* _What this task involves_: Filter these entries, keeping only lines that hold the word "rollback".

* _Data for review_:
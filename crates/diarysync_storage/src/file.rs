//! File-backed record store.
//!
//! The store directory has this layout:
//!
//! ```text
//! <store_path>/
//! ├─ LOCK          # Advisory lock for single-process access
//! └─ records.log   # Append-only log of row frames
//! ```
//!
//! Every write appends the full row. Opening the store replays the log into
//! an in-memory partition index, where the last frame for a key wins.
//! Replacing a row with an equal row appends nothing. Superseded frames stay
//! in the log until [`FileStore::compact`] rewrites it.

use crate::error::{StorageError, StorageResult};
use crate::frame::{decode_frame, encode_frame, Frame};
use crate::row::StoredRow;
use crate::store::RecordStore;
use crate::table::PartitionTable;
use fs2::FileExt;
use parking_lot::RwLock;
use std::fs::{self, File, OpenOptions};
use std::io::{Read, Seek, SeekFrom, Write};
use std::path::{Path, PathBuf};
use tracing::{debug, error, info, warn};

const LOCK_FILE: &str = "LOCK";
const LOG_FILE: &str = "records.log";
const COMPACT_FILE: &str = "records.log.compact";

/// Configuration for opening a [`FileStore`].
#[derive(Debug, Clone)]
pub struct FileStoreConfig {
    /// Whether to create the store directory if it doesn't exist.
    pub create_if_missing: bool,

    /// Whether to fsync the log after every write (safer but slower).
    pub sync_on_write: bool,
}

impl Default for FileStoreConfig {
    fn default() -> Self {
        Self {
            create_if_missing: true,
            sync_on_write: true,
        }
    }
}

impl FileStoreConfig {
    /// Creates a new configuration with default values.
    #[must_use]
    pub fn new() -> Self {
        Self::default()
    }

    /// Sets whether to create the store directory if missing.
    #[must_use]
    pub const fn create_if_missing(mut self, value: bool) -> Self {
        self.create_if_missing = value;
        self
    }

    /// Sets whether to fsync after every write.
    #[must_use]
    pub const fn sync_on_write(mut self, value: bool) -> Self {
        self.sync_on_write = value;
        self
    }
}

/// Statistics from a log compaction.
#[derive(Debug, Clone, Copy, PartialEq, Eq)]
pub struct CompactionStats {
    /// Rows kept, one frame each.
    pub rows: usize,
    /// Log size before compaction.
    pub bytes_before: u64,
    /// Log size after compaction.
    pub bytes_after: u64,
}

#[derive(Debug)]
struct LogState {
    table: PartitionTable,
    log: File,
    size: u64,
    /// Set when a partial frame could not be removed; the log no longer
    /// ends on a frame boundary and must not be appended to.
    failed: bool,
}

impl LogState {
    fn ensure_writable(&self) -> StorageResult<()> {
        if self.failed {
            return Err(StorageError::Failed(
                "record log holds a partial frame; reopen the store".to_string(),
            ));
        }
        Ok(())
    }
}

/// A durable record store backed by an append-only log.
///
/// # Durability
///
/// Each write is flushed to the OS before the call returns, and synced to
/// disk when [`FileStoreConfig::sync_on_write`] is set.
///
/// # Thread Safety
///
/// All state sits behind one lock. Conditional inserts check the index and
/// append the frame without releasing it.
///
/// # Example
///
/// ```no_run
/// use diarysync_storage::{FileStore, RecordStore, StoredRow};
/// use std::path::Path;
///
/// let store = FileStore::open(Path::new("journal_store")).unwrap();
/// store.upsert_if_absent(StoredRow::new("daily", "1")).unwrap();
/// ```
#[derive(Debug)]
pub struct FileStore {
    path: PathBuf,
    config: FileStoreConfig,
    state: RwLock<LogState>,
    /// Held for exclusive access; released when the file is closed.
    _lock_file: File,
}

impl FileStore {
    /// Opens or creates a store with the default configuration.
    ///
    /// # Errors
    ///
    /// See [`FileStore::open_with_config`].
    pub fn open(path: &Path) -> StorageResult<Self> {
        Self::open_with_config(path, FileStoreConfig::default())
    }

    /// Opens or creates a store directory and replays its log.
    ///
    /// # Errors
    ///
    /// Returns an error if:
    /// - The directory doesn't exist and `create_if_missing` is false
    /// - Another process holds the lock (returns `Locked`)
    /// - A complete frame in the log is corrupted
    /// - I/O errors occur
    pub fn open_with_config(path: &Path, config: FileStoreConfig) -> StorageResult<Self> {
        if !path.exists() {
            if !config.create_if_missing {
                return Err(StorageError::Io(std::io::Error::new(
                    std::io::ErrorKind::NotFound,
                    format!("store directory not found: {}", path.display()),
                )));
            }
            fs::create_dir_all(path)?;
        }

        let lock_file = OpenOptions::new()
            .read(true)
            .write(true)
            .create(true)
            .truncate(false)
            .open(path.join(LOCK_FILE))?;
        if lock_file.try_lock_exclusive().is_err() {
            return Err(StorageError::Locked(path.display().to_string()));
        }

        // An interrupted compaction leaves the original log intact
        let leftover = path.join(COMPACT_FILE);
        if leftover.exists() {
            warn!(path = %leftover.display(), "removing unfinished compaction output");
            fs::remove_file(&leftover)?;
        }

        let mut log = OpenOptions::new()
            .read(true)
            .write(true)
            .create(true)
            .truncate(false)
            .open(path.join(LOG_FILE))?;
        let (table, size) = replay(&mut log)?;
        debug!(path = %path.display(), rows = table.len(), bytes = size, "record log replayed");

        Ok(Self {
            path: path.to_path_buf(),
            config,
            state: RwLock::new(LogState {
                table,
                log,
                size,
                failed: false,
            }),
            _lock_file: lock_file,
        })
    }

    /// Returns the store directory.
    #[must_use]
    pub fn path(&self) -> &Path {
        &self.path
    }

    /// Returns the size of the record log in bytes.
    #[must_use]
    pub fn log_size(&self) -> u64 {
        self.state.read().size
    }

    /// Rewrites the log with one frame per live row.
    ///
    /// The new log is written beside the old one and renamed over it, so a
    /// crash leaves either the old or the new log in place.
    ///
    /// # Errors
    ///
    /// Returns an error if the store has failed or on I/O errors; the old
    /// log is kept in that case.
    pub fn compact(&self) -> StorageResult<CompactionStats> {
        let mut state = self.state.write();
        state.ensure_writable()?;

        let tmp_path = self.path.join(COMPACT_FILE);
        let (log, size) = match write_compacted(&tmp_path, &state.table) {
            Ok(written) => written,
            Err(e) => {
                if let Err(cleanup) = fs::remove_file(&tmp_path) {
                    warn!(error = %cleanup, "failed to remove compaction output");
                }
                return Err(e);
            }
        };
        fs::rename(&tmp_path, self.path.join(LOG_FILE))?;

        let stats = CompactionStats {
            rows: state.table.len(),
            bytes_before: state.size,
            bytes_after: size,
        };
        state.log = log;
        state.size = size;
        info!(
            rows = stats.rows,
            bytes_before = stats.bytes_before,
            bytes_after = stats.bytes_after,
            "record log compacted"
        );
        Ok(stats)
    }

    fn append(&self, state: &mut LogState, row: &StoredRow) -> StorageResult<()> {
        state.ensure_writable()?;
        let frame = encode_frame(row)?;
        if let Err(e) = write_frame(&mut state.log, &frame, self.config.sync_on_write) {
            // Drop whatever part of the frame reached the file
            if let Err(rollback) = state.log.set_len(state.size) {
                error!(
                    error = %rollback,
                    "failed to roll back partial frame, refusing further writes"
                );
                state.failed = true;
            }
            return Err(e);
        }
        state.size += frame.len() as u64;
        Ok(())
    }
}

fn write_compacted(path: &Path, table: &PartitionTable) -> StorageResult<(File, u64)> {
    let mut file = OpenOptions::new()
        .read(true)
        .write(true)
        .create(true)
        .truncate(true)
        .open(path)?;
    let mut size = 0u64;
    for row in table.rows() {
        let frame = encode_frame(row)?;
        file.write_all(&frame)?;
        size += frame.len() as u64;
    }
    file.flush()?;
    file.sync_all()?;
    Ok((file, size))
}

fn write_frame(log: &mut File, frame: &[u8], sync: bool) -> StorageResult<()> {
    log.seek(SeekFrom::End(0))?;
    log.write_all(frame)?;
    log.flush()?;
    if sync {
        log.sync_data()?;
    }
    Ok(())
}

/// Rebuilds the index from the log, cutting off a torn trailing frame.
fn replay(log: &mut File) -> StorageResult<(PartitionTable, u64)> {
    let mut buf = Vec::new();
    log.seek(SeekFrom::Start(0))?;
    log.read_to_end(&mut buf)?;

    let mut table = PartitionTable::new();
    let mut offset = 0usize;
    while offset < buf.len() {
        match decode_frame(&buf[offset..], offset as u64)? {
            Frame::Row(row, len) => {
                table.put(row);
                offset += len;
            }
            Frame::Torn => {
                warn!(
                    offset,
                    dropped = buf.len() - offset,
                    "truncating torn frame at end of record log"
                );
                log.set_len(offset as u64)?;
                log.sync_all()?;
                break;
            }
        }
    }

    Ok((table, offset as u64))
}

impl RecordStore for FileStore {
    fn list_by_partition(&self, app_id: &str) -> StorageResult<Vec<StoredRow>> {
        Ok(self.state.read().table.list(app_id))
    }

    fn upsert_replace(&self, row: StoredRow) -> StorageResult<()> {
        let mut state = self.state.write();
        if state.table.get(&row.app_id, &row.id) == Some(&row) {
            return Ok(());
        }
        self.append(&mut state, &row)?;
        state.table.put(row);
        Ok(())
    }

    fn upsert_if_absent(&self, row: StoredRow) -> StorageResult<bool> {
        let mut state = self.state.write();
        if state.table.contains(&row.app_id, &row.id) {
            return Ok(false);
        }
        self.append(&mut state, &row)?;
        state.table.put(row);
        Ok(true)
    }

    fn get(&self, app_id: &str, id: &str) -> StorageResult<Option<StoredRow>> {
        Ok(self.state.read().table.get(app_id, id).cloned())
    }

    fn len(&self) -> StorageResult<usize> {
        Ok(self.state.read().table.len())
    }
}
//! Unconditional create-or-update of records.

use crate::config::ServerConfig;
use crate::error::{ServerError, ServerResult};
use diarysync_protocol::Record;
use diarysync_storage::RecordStore;
use std::sync::Arc;
use tracing::info;

/// Writes records with full-replace semantics.
///
/// Used when a client commits edits, as opposed to the presence-only
/// [`crate::Reconciler`].
pub struct BulkSaver {
    store: Arc<dyn RecordStore>,
    config: ServerConfig,
}

impl BulkSaver {
    /// Creates a saver over a store.
    pub fn new(store: Arc<dyn RecordStore>, config: ServerConfig) -> Self {
        Self { store, config }
    }

    /// Saves every record, replacing stored records with the same key.
    ///
    /// A record without `app_id` goes to the configured default partition.
    /// Returns the number of records processed.
    ///
    /// # Errors
    ///
    /// - `InvalidRequest` if any record has no id; nothing is written
    /// - `Storage` on the first failing write; records before it stay
    ///   written and the rest are skipped
    pub fn save_entries(&self, records: &[Record]) -> ServerResult<usize> {
        let rows = records
            .iter()
            .enumerate()
            .map(|(index, record)| {
                let app_id = self.config.resolve_app_id(record.app_id.as_deref());
                record.to_row(app_id).ok_or_else(|| {
                    ServerError::invalid_request(format!("record at index {index} has no id"))
                })
            })
            .collect::<ServerResult<Vec<_>>>()?;

        for row in rows {
            self.store.upsert_replace(row)?;
        }

        info!(count = records.len(), "records saved");
        Ok(records.len())
    }
}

* _Output of the task_:
            if let Err(rollback) = state.log.set_len(state.size) {
                    error = %rollback,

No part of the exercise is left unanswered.